- Required action -
Return, from the listing that follows, each line containing the word "benches".
BEGIN Data extracts
use criterion::{black_box, criterion_group, criterion_main, Criterion};
use serde_json::json;
use toolclass_firewall::engine::matchers::classify_host_breadth;
use toolclass_firewall::engine::sanitizer::ResultSanitizer;
use toolclass_firewall::engine_core::taxonomy::TaxonomyRegistry;
use toolclass_firewall::llm::extract::extract_first_json_object;

fn bench_sanitize(c: &mut Criterion) {
    let registry = TaxonomyRegistry::default();
    let sanitizer = ResultSanitizer::new(&registry);
    let candidate = json!({
        "categoria_principal": "ESPECÍFICAS E NICHO",
        "categoria_secundaria": "TEXTO E REDAÇÃO",
        "tags_funcionais": [
            "Copywriting", "Design e criatividade", "Copywriting", "Resumo automático",
            "Parafraseador", "Storytelling", "Blog generator", "Editor de artigos", "Inventada"
        ],
        "tags_caso_uso": ["Contratos", "Contratos"],
        "descricao": "Legal drafting assistant"
    });

    c.bench_function("sanitize_dirty_candidate", |b| {
        b.iter(|| {
            let _ = sanitizer.sanitize(
                black_box(&candidate),
                black_box("https://example-legal-tech.com"),
                black_box("Plataforma jurídica para automatizar contratos e compliance legal"),
            );
        })
    });
}

fn bench_host_breadth(c: &mut Criterion) {
    c.bench_function("classify_host_breadth", |b| {
        b.iter(|| {
            let _ = classify_host_breadth(black_box("https://designer.microsoft.com/image-creator"));
        })
    });
}

fn bench_extract(c: &mut Criterion) {
    let reply = "Sure, here it is:\n```json\n{\"categoria_principal\": \"ÁUDIO E VOZ\", \"tags_funcionais\": [\"Voice Bot\"]}\n```";
    c.bench_function("extract_first_json_object", |b| {
        b.iter(|| {
            let _ = extract_first_json_object(black_box(reply));
        })
    });
}

criterion_group!(benches, bench_sanitize, bench_host_breadth, bench_extract);
criterion_main!(benches);
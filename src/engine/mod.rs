// Copyright 2026 BadCompany
//
// Licensed under the Apache License, Version 2.0 (the "License");
// you may not use this file except in compliance with the License.
// You may obtain a copy of the License at
//
//     http://www.apache.org/licenses/LICENSE-2.0
//
// Unless required by applicable law or agreed to in writing, software
// distributed under the License is distributed on an "AS IS" BASIS,
// WITHOUT WARRANTIES OR CONDITIONS OF ANY KIND, either express or implied.
// See the License for the specific language governing permissions and
// limitations under the License.

//! Classification engine.
//!
//! Heuristic matchers, the result sanitizer, the format adapter and the
//! independent pre-submission validator. All pure and synchronous.

pub mod adapter;
pub mod matchers;
pub mod sanitizer;
pub mod validator;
END Data extracts
- Task response -
criterion_group!(benches, bench_sanitize, bench_host_breadth, bench_extract);
criterion_main!(benches);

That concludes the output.